In the 2000s, an algorithm had been developed in the US to identify recipients of donated kidneys. But some people were unhappy with how the algorithm had been designed. In 2007, Clive Grawe, a kidney transplant candidate from Los Angeles, told a room full of medical experts that their algorithm was biased against older people like him. The algorithm had been designed to allocate kidneys in a way that maximized life years saved. This favored younger, wealthier and whiter patients, Grawe and other patients argued.
This bias in algorithms is common. What is less common is for the designers of these algorithms to agree that there is a problem. After years of consulting with laypeople like Grawe, the designers found a less biased way to maximize the number of years saved by, among other things, taking into account general health in addition to age. One of the key changes was that most donors, who are often people who have died young, would no longer be matched only with recipients in the same age range. Some of those kidneys could now go to otherwise healthy older people.

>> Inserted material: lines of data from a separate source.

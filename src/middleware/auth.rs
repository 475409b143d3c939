use axum::{
    extract::{Request, State},
    http::{HeaderMap, StatusCode},
    middleware::Next,
    response::{IntoResponse, Json, Response},
};
use jsonwebtoken::{decode, Algorithm, DecodingKey, Validation};
use serde::{Deserialize, Serialize};
use serde_json::json;

use crate::AppState;

/// Candidate identity carried by the bearer token. `sub` keys the session.
#[derive(Debug, Clone, Serialize, Deserialize)]
pub struct Claims {
    pub sub: String,
    pub exp: usize,
    pub role: Option<String>,
}

fn claims_from_headers(headers: &HeaderMap, secret: &str) -> Result<Claims, &'static str> {
    let auth_header = headers
        .get(axum::http::header::AUTHORIZATION)
        .ok_or("missing_authorization")?;
    let auth_str = auth_header.to_str().map_err(|_| "bad_authorization")?;
    let token = auth_str
        .strip_prefix("Bearer ")
        .ok_or("unsupported_scheme")?;

    let mut validation = Validation::new(Algorithm::HS256);
    validation.validate_exp = true;
    decode::<Claims>(
        token,
        &DecodingKey::from_secret(secret.as_bytes()),
        &validation,
    )
    .map(|data| data.claims)
    .map_err(|_| "invalid_token")
}

pub async fn require_bearer_auth(
    State(state): State<AppState>,
    mut req: Request,
    next: Next,
) -> Response {
    match claims_from_headers(req.headers(), &state.jwt_secret) {
        Ok(claims) => {
            req.extensions_mut().insert(claims);
            next.run(req).await
        }
        Err(code) => {
            tracing::debug!(reason = code, "Rejected unauthenticated request");
            (StatusCode::UNAUTHORIZED, Json(json!({ "error": code }))).into_response()
        }
    }
}

/// Attaches claims when a valid token is present; never rejects.
pub async fn optional_bearer_auth(
    State(state): State<AppState>,
    mut req: Request,
    next: Next,
) -> Response {
    if let Ok(claims) = claims_from_headers(req.headers(), &state.jwt_secret) {
        req.extensions_mut().insert(claims);
    }
    next.run(req).await
}

#[cfg(test)]
mod tests {
    use super::*;
    use crate::utils::token::issue_token;
    use axum::http::HeaderValue;

    #[test]
    fn decodes_token_issued_with_same_secret() {
        let token = issue_token("candidate-7", "secret", 3600).unwrap();
        let mut headers = HeaderMap::new();
        headers.insert(
            axum::http::header::AUTHORIZATION,
            HeaderValue::from_str(&format!("Bearer {}", token)).unwrap(),
        );

        let claims = claims_from_headers(&headers, "secret").unwrap();
        assert_eq!(claims.sub, "candidate-7");
        assert_eq!(claims_from_headers(&headers, "other").unwrap_err(), "invalid_token");
    }

    #[test]
    fn reports_missing_and_malformed_headers() {
        let mut headers = HeaderMap::new();
        assert_eq!(
            claims_from_headers(&headers, "secret").unwrap_err(),
            "missing_authorization"
        );
        headers.insert(
            axum::http::header::AUTHORIZATION,
            HeaderValue::from_static("Basic abc"),
        );
        assert_eq!(
            claims_from_headers(&headers, "secret").unwrap_err(),
            "unsupported_scheme"
        );
    }
}
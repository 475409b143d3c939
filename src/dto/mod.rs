pub mod mock_dto;
pub mod section_dto;
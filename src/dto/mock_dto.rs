use serde::{Deserialize, Serialize};
use uuid::Uuid;

use crate::models::mock::{AccessTier, Mock};
use crate::models::section::SectionKind;

#[derive(Debug, Clone, Serialize, Deserialize)]
pub struct MockSummary {
    pub id: Uuid,
    pub slug: String,
    pub title: String,
    pub description: String,
    pub access_tier: AccessTier,
    pub price_uzs: i32,
    pub estimated_minutes: i32,
}

impl From<&Mock> for MockSummary {
    fn from(m: &Mock) -> Self {
        Self {
            id: m.id,
            slug: m.slug.clone(),
            title: m.title.clone(),
            description: m.description.clone(),
            access_tier: m.access_tier(),
            price_uzs: m.price_uzs,
            estimated_minutes: m.estimated_minutes,
        }
    }
}

#[derive(Debug, Clone, Serialize, Deserialize)]
pub struct MockListResponse {
    pub items: Vec<MockSummary>,
}

#[derive(Debug, Clone, Serialize, Deserialize)]
pub struct SectionSummary {
    pub id: Uuid,
    pub section: SectionKind,
    pub position: i16,
    pub duration_minutes: Option<i32>,
    pub questions_count: Option<i64>,
}

#[derive(Debug, Clone, Serialize, Deserialize)]
pub struct MockDetailResponse {
    pub mock: MockSummary,
    pub sections: Vec<SectionSummary>,
    pub has_access: bool,
}

#[derive(Debug, Clone, Deserialize)]
pub struct StartQuery {
    pub section: Option<Uuid>,
}
use chrono::{DateTime, Utc};

pub fn now() -> DateTime<Utc> {
    Utc::now()
}
pub mod answer_service;
pub mod attempt_service;
pub mod gatekeeper;
pub mod mock_service;
pub mod section_service;
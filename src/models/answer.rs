use chrono::{DateTime, Utc};
use serde::{Deserialize, Serialize};
use sqlx::FromRow;
use uuid::Uuid;

/// Stored candidate response. Serializes to `{text}`, `{values}` or `{value}`.
#[derive(Debug, Clone, PartialEq, Eq, Serialize, Deserialize)]
#[serde(untagged)]
pub enum Response {
    Text { text: String },
    Values { values: Vec<String> },
    Value { value: String },
}

#[derive(Debug, Clone, PartialEq, Serialize, Deserialize, FromRow)]
pub struct AttemptAnswer {
    pub id: Uuid,
    pub attempt_id: Uuid,
    pub question_id: Uuid,
    #[sqlx(json)]
    pub response: Response,
    pub created_at: DateTime<Utc>,
    pub updated_at: DateTime<Utc>,
}
use chrono::{DateTime, Utc};
use serde::{Deserialize, Serialize};
use serde_json::Value as JsonValue;
use std::collections::HashMap;
use uuid::Uuid;
use validator::Validate;

use crate::models::answer::Response;
use crate::models::attempt::{Attempt, AttemptStatus};
use crate::models::mock::{Passage, QuestionGroup, SectionTest};
use crate::models::question::{Question, QuestionType};
use crate::models::section::SectionKind;

#[derive(Debug, Clone, Deserialize, Validate)]
pub struct SaveAnswerForm {
    #[validate(required, length(min = 1))]
    pub question_id: Option<String>,
    #[serde(default)]
    pub value: String,
}

#[derive(Debug, Clone, Serialize, Deserialize)]
pub struct ActionResponse {
    pub ok: bool,
    #[serde(skip_serializing_if = "Option::is_none")]
    pub redirect: Option<String>,
}

impl ActionResponse {
    pub fn ok() -> Self {
        Self {
            ok: true,
            redirect: None,
        }
    }

    pub fn redirect(ok: bool, to: impl Into<String>) -> Self {
        Self {
            ok,
            redirect: Some(to.into()),
        }
    }
}

#[derive(Debug, Clone, Serialize, Deserialize)]
pub struct AttemptSummary {
    pub id: Uuid,
    pub mock_id: Uuid,
    pub status: AttemptStatus,
    pub current_section: SectionKind,
    pub started_at: DateTime<Utc>,
    pub finished_at: Option<DateTime<Utc>>,
}

impl From<&Attempt> for AttemptSummary {
    fn from(a: &Attempt) -> Self {
        Self {
            id: a.id,
            mock_id: a.mock_id,
            status: a.status,
            current_section: a.current_section,
            started_at: a.started_at,
            finished_at: a.finished_at,
        }
    }
}

#[derive(Debug, Clone, Serialize, Deserialize)]
pub struct AttemptStatusResponse {
    pub attempt: AttemptSummary,
    pub mock_slug: String,
    pub answers_recorded: usize,
}

#[derive(Debug, Clone, Serialize, Deserialize)]
pub struct OptionView {
    pub label: String,
    pub text: String,
}

/// Question as shown to the candidate. Answer keys are never included.
#[derive(Debug, Clone, Serialize, Deserialize)]
pub struct QuestionView {
    pub id: Uuid,
    pub position: i16,
    pub part: i16,
    pub group_id: Option<Uuid>,
    pub passage_id: Option<Uuid>,
    #[serde(rename = "type")]
    pub question_type: QuestionType,
    pub prompt: String,
    pub instructions: String,
    pub data: JsonValue,
    pub options: Vec<OptionView>,
}

impl From<Question> for QuestionView {
    fn from(q: Question) -> Self {
        Self {
            id: q.id,
            position: q.position,
            part: q.part,
            group_id: q.group_id,
            passage_id: q.passage_id,
            question_type: q.question_type,
            prompt: q.prompt,
            instructions: q.instructions,
            data: q.data,
            options: q
                .options
                .into_iter()
                .map(|o| OptionView {
                    label: o.label,
                    text: o.text,
                })
                .collect(),
        }
    }
}

#[derive(Debug, Clone, Serialize, Deserialize)]
pub struct SectionPageResponse {
    pub section: SectionKind,
    pub mock_slug: String,
    pub attempt: AttemptSummary,
    pub test: SectionTest,
    pub total_seconds: i32,
    pub passages: Vec<Passage>,
    pub groups: Vec<QuestionGroup>,
    pub questions: Vec<QuestionView>,
    pub answers: HashMap<Uuid, Response>,
}
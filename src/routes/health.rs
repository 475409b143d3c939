use axum::{http::StatusCode, response::IntoResponse, Json};
use serde_json::json;

#[axum::debug_handler]
pub async fn health() -> impl IntoResponse {
    (
        StatusCode::OK,
        Json(json!({
            "status": "ok",
            "service": env!("CARGO_PKG_NAME"),
            "version": env!("CARGO_PKG_VERSION"),
        })),
    )
}
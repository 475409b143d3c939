use axum::{
    extract::{Form, State},
    http::StatusCode,
    response::{IntoResponse, Json, Redirect, Response},
    routing::{get, post},
    Extension, Router,
};
use uuid::Uuid;
use validator::Validate;

use crate::dto::section_dto::{ActionResponse, SaveAnswerForm};
use crate::error::{Error, Result};
use crate::middleware::auth::Claims;
use crate::models::section::SectionKind;
use crate::services::gatekeeper::{mock_landing, rejection_landing};
use crate::AppState;

/// Page, save-answer, submit and terminate endpoints for one section kind,
/// mounted under `/<kind>/`.
pub fn router(kind: SectionKind) -> Router<AppState> {
    let base = format!("/{}", kind);
    Router::new()
        .route(
            &format!("{}/", base),
            get(
                move |State(state): State<AppState>, Extension(claims): Extension<Claims>| {
                    section_page(state, claims, kind)
                },
            ),
        )
        .route(
            &format!("{}/save-answer/", base),
            post(
                move |State(state): State<AppState>,
                      Extension(claims): Extension<Claims>,
                      form: Option<Form<SaveAnswerForm>>| {
                    save_answer(state, claims, kind, form)
                },
            ),
        )
        .route(
            &format!("{}/submit/", base),
            post(
                move |State(state): State<AppState>, Extension(claims): Extension<Claims>| {
                    submit_section(state, claims, kind)
                },
            ),
        )
        .route(
            &format!("{}/terminate/", base),
            post(
                move |State(state): State<AppState>, Extension(claims): Extension<Claims>| {
                    terminate_attempt(state, claims, kind)
                },
            ),
        )
}

pub async fn section_page(
    state: AppState,
    claims: Claims,
    kind: SectionKind,
) -> Result<Response> {
    let session = state.store.load_session(&claims.sub).await?;
    let ctx = match state.gatekeeper.guard(&session, kind).await {
        Ok(ctx) => ctx,
        Err(err) if err.is_guard_rejection() => {
            let to = rejection_landing(&err, &session);
            return Ok(Redirect::to(&to).into_response());
        }
        Err(err) => return Err(err),
    };

    let page = state.section_service.page(&ctx).await?;
    Ok(Json(page).into_response())
}

pub async fn save_answer(
    state: AppState,
    claims: Claims,
    kind: SectionKind,
    form: Option<Form<SaveAnswerForm>>,
) -> Result<Response> {
    let session = state.store.load_session(&claims.sub).await?;
    let ctx = state.gatekeeper.guard(&session, kind).await?;

    // An absent or undecodable body carries no question id either.
    let missing = || Error::MissingField("question_id".to_string());
    let Some(Form(form)) = form else {
        return Err(missing());
    };
    form.validate().map_err(|_| missing())?;
    let raw_id = form.question_id.unwrap_or_default();
    let question_id = Uuid::parse_str(raw_id.trim())
        .map_err(|_| Error::ForeignQuestion(raw_id.clone()))?;

    state
        .answer_service
        .save(&ctx, question_id, &form.value)
        .await?;
    Ok(Json(ActionResponse::ok()).into_response())
}

pub async fn submit_section(
    state: AppState,
    claims: Claims,
    kind: SectionKind,
) -> Result<Response> {
    let session = state.store.load_session(&claims.sub).await?;
    let transition = match state.gatekeeper.guard(&session, kind).await {
        Ok(ctx) => state.section_service.submit(&ctx).await,
        Err(err) => Err(err),
    };

    match transition {
        Ok(transition) => {
            Ok(Json(ActionResponse::redirect(true, transition.redirect)).into_response())
        }
        Err(err) if err.is_guard_rejection() => Ok((
            StatusCode::BAD_REQUEST,
            Json(ActionResponse::redirect(false, mock_landing(&session))),
        )
            .into_response()),
        Err(err) => Err(err),
    }
}

pub async fn terminate_attempt(
    state: AppState,
    claims: Claims,
    kind: SectionKind,
) -> Result<Response> {
    let session = state.store.load_session(&claims.sub).await?;
    match state.section_service.terminate(&session).await? {
        Some(transition) => {
            tracing::info!(
                attempt_id = %transition.attempt.id,
                from = %kind,
                "Terminate requested"
            );
            Ok(Json(ActionResponse::redirect(true, transition.redirect)).into_response())
        }
        None => Ok((
            StatusCode::BAD_REQUEST,
            Json(ActionResponse::redirect(false, "/mocks/")),
        )
            .into_response()),
    }
}
pub mod time;
pub mod token;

As with Scribner’s committee, the algorithm still wouldn’t make decisions that everyone agreed with. But the process by which it developed is more difficult to criticize.

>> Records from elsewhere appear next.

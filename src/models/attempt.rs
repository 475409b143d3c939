use chrono::{DateTime, Utc};
use serde::{Deserialize, Serialize};
use sqlx::FromRow;
use std::fmt;
use std::str::FromStr;
use uuid::Uuid;

use super::section::SectionKind;
use super::UnknownVariant;

#[derive(Debug, Clone, Copy, PartialEq, Eq, Serialize, Deserialize)]
#[serde(rename_all = "snake_case")]
pub enum AttemptStatus {
    InProgress,
    Submitted,
    Terminated,
}

impl AttemptStatus {
    pub fn as_str(&self) -> &'static str {
        match self {
            AttemptStatus::InProgress => "in_progress",
            AttemptStatus::Submitted => "submitted",
            AttemptStatus::Terminated => "terminated",
        }
    }
}

impl fmt::Display for AttemptStatus {
    fn fmt(&self, f: &mut fmt::Formatter<'_>) -> fmt::Result {
        f.write_str(self.as_str())
    }
}

impl FromStr for AttemptStatus {
    type Err = UnknownVariant;

    fn from_str(s: &str) -> Result<Self, Self::Err> {
        match s {
            "in_progress" => Ok(AttemptStatus::InProgress),
            "submitted" => Ok(AttemptStatus::Submitted),
            "terminated" => Ok(AttemptStatus::Terminated),
            other => Err(UnknownVariant::new("attempt status", other)),
        }
    }
}

impl TryFrom<String> for AttemptStatus {
    type Error = UnknownVariant;

    fn try_from(value: String) -> Result<Self, Self::Error> {
        value.parse()
    }
}

/// One candidate's run through a mock.
#[derive(Debug, Clone, PartialEq, Serialize, Deserialize, FromRow)]
pub struct Attempt {
    pub id: Uuid,
    pub mock_id: Uuid,
    #[sqlx(try_from = "String")]
    pub status: AttemptStatus,
    #[sqlx(try_from = "String")]
    pub current_section: SectionKind,
    pub started_at: DateTime<Utc>,
    pub finished_at: Option<DateTime<Utc>>,
}

impl Attempt {
    pub fn new(mock_id: Uuid, current_section: SectionKind, now: DateTime<Utc>) -> Self {
        Self {
            id: Uuid::new_v4(),
            mock_id,
            status: AttemptStatus::InProgress,
            current_section,
            started_at: now,
            finished_at: None,
        }
    }

    pub fn is_in_progress(&self) -> bool {
        self.status == AttemptStatus::InProgress
    }

    pub fn advance(&mut self, next: SectionKind) {
        self.current_section = next;
    }

    /// Returns false when the attempt had already left `in_progress`, in
    /// which case nothing changes.
    pub fn terminate(&mut self, now: DateTime<Utc>) -> bool {
        self.finish(AttemptStatus::Terminated, now)
    }

    pub fn submit(&mut self, now: DateTime<Utc>) -> bool {
        self.finish(AttemptStatus::Submitted, now)
    }

    fn finish(&mut self, status: AttemptStatus, now: DateTime<Utc>) -> bool {
        if !self.is_in_progress() {
            return false;
        }
        self.status = status;
        self.finished_at = Some(now);
        true
    }
}
pub mod config;
pub mod database;
pub mod dto;
pub mod error;
pub mod middleware;
pub mod models;
pub mod routes;
pub mod services;
pub mod utils;

use std::sync::Arc;

use crate::database::ExamStore;
use crate::services::{
    answer_service::AnswerService, attempt_service::AttemptService, gatekeeper::Gatekeeper,
    mock_service::MockService, section_service::SectionService,
};

#[derive(Clone)]
pub struct AppState {
    pub store: Arc<dyn ExamStore>,
    pub jwt_secret: Arc<str>,
    pub gatekeeper: Gatekeeper,
    pub attempt_service: AttemptService,
    pub answer_service: AnswerService,
    pub section_service: SectionService,
    pub mock_service: MockService,
}

impl AppState {
    pub fn new(store: Arc<dyn ExamStore>, jwt_secret: impl Into<String>) -> Self {
        let secret: String = jwt_secret.into();
        Self {
            gatekeeper: Gatekeeper::new(store.clone()),
            attempt_service: AttemptService::new(store.clone()),
            answer_service: AnswerService::new(store.clone()),
            section_service: SectionService::new(store.clone()),
            mock_service: MockService::new(store.clone()),
            jwt_secret: Arc::from(secret),
            store,
        }
    }
}
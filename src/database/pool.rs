use crate::config::get_config;
use crate::error::{Error, Result};
use sqlx::{postgres::PgPoolOptions, PgPool};

pub async fn create_pool() -> Result<PgPool> {
    let config = get_config();
    let database_url = config
        .database_url
        .as_deref()
        .ok_or_else(|| Error::Config("Missing environment variable: DATABASE_URL".to_string()))?;
    let pool = PgPoolOptions::new()
        .max_connections(20)
        .acquire_timeout(std::time::Duration::from_secs(30))
        .connect(database_url)
        .await?;
    Ok(pool)
}

pub async fn run_migrations(pool: &PgPool) -> Result<()> {
    sqlx::migrate!("./migrations").run(pool).await?;
    Ok(())
}
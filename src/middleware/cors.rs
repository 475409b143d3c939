use axum::http::{header, Method};
use tower_http::cors::{Any, CorsLayer};

pub fn frontend_cors() -> CorsLayer {
    CorsLayer::new()
        .allow_methods([Method::GET, Method::POST, Method::OPTIONS])
        .allow_headers([header::AUTHORIZATION, header::CONTENT_TYPE])
        .expose_headers([header::LOCATION])
        .allow_origin(Any)
}
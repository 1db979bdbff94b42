//! Configuration system
//!
//! Loads the catalog server configuration from an optional YAML file, then
//! applies environment/command-line overrides on top:
//! - Store connection string
//! - Listening address and port
//! - Cache TTL and store timeout
//! - Request body limit and CORS

mod server_config;
pub mod validation;

pub use server_config::{CacheSettings, ConfigOverrides, ServerConfig};
pub use validation::{validate_config, validate_config_result, ValidationError};
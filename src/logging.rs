//! Logging configuration using tracing
//!
//! Structured logging to stderr, filtered through RUST_LOG.

use tracing_subscriber::{fmt, layer::SubscriberExt, util::SubscriberInitExt, EnvFilter};

/// Output format for log lines
#[derive(Debug, Clone, Copy, Default, PartialEq, Eq, clap::ValueEnum)]
pub enum LogFormat {
    /// Human-readable, one event per block
    #[default]
    Pretty,
    /// One JSON object per line
    Json,
}

/// Initialize the tracing subscriber
///
/// Filtering comes from RUST_LOG, falling back to `default_directive`
/// (e.g. "info" for the server, "warn" for client commands).
///
/// # Example RUST_LOG values
/// - `RUST_LOG=debug` - Show debug and above
/// - `RUST_LOG=institution_catalog=trace` - Trace the catalog only
/// - `RUST_LOG=institution_catalog::catalog=debug,tower_http=info`
///
/// # Errors
/// Returns an error if the subscriber has already been initialized
pub fn init(format: LogFormat, default_directive: &str) -> crate::Result<()> {
    let env_filter = EnvFilter::try_from_default_env()
        .unwrap_or_else(|_| EnvFilter::new(default_directive));

    let registry = tracing_subscriber::registry().with(env_filter);

    let result = match format {
        LogFormat::Pretty => registry
            .with(
                fmt::layer()
                    .with_writer(std::io::stderr)
                    .with_target(true)
                    .with_thread_ids(true)
                    .with_line_number(true)
                    .pretty(),
            )
            .try_init(),
        LogFormat::Json => registry
            .with(
                fmt::layer()
                    .with_writer(std::io::stderr)
                    .with_target(true)
                    .json(),
            )
            .try_init(),
    };

    result.map_err(|e| {
        crate::CatalogError::Config(format!("Failed to initialize tracing: {}", e))
    })
}

/// Initialize logging for tests (no-op if already initialized)
pub fn init_test() {
    let _ = init(LogFormat::Pretty, "warn");
}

“I didn’t want to sit there and give myself the injection. If you want it, press the button.”
Philip Nitschke
Nitschke, too, is asking tough questions.
A former doctor who burned his medical license after a years-long legal dispute with the Medical Board of Australia, Nitschke has the distinction of being the first person to legally administer a voluntary lethal injection to another human being. During the nine months between July 1996, when Australia’s Northern Territory introduced a law legalizing euthanasia, and March 1997, when Australia’s federal government overturned it, Nitschke helped four of the his patients to commit suicide.
The first, a 66-year-old carpenter named Bob Dent, who had suffered from prostate cancer for five years, explained his decision in an open letter: “If I had to keep a pet in the same condition I am in, I would be prosecuted”.
Nitschke wanted to support his patients’ decisions. Still, he was uncomfortable with the role he was being asked to play. So he made a machine to take its place. “I didn’t want to sit there and give myself the injection,” she says. “If you want it, press the button.”
The machine wasn’t much to look at – it was essentially a laptop connected to a syringe. But he achieved his purpose. The Sarco is an iteration of this original device, which was later acquired by the Science Museum in London. Nitschke hopes that an algorithm that can perform a psychiatric assessment will be the next step.
But there’s a good chance those hopes will be dashed. Creating a program that can assess someone’s mental health is an unresolved and controversial issue. As Nitschke himself points out, doctors do not agree on what it means for a healthy person to decide to die. “You can get a dozen different answers from a dozen different psychiatrists,” he says. In other words, there is no common ground upon which to even build an algorithm.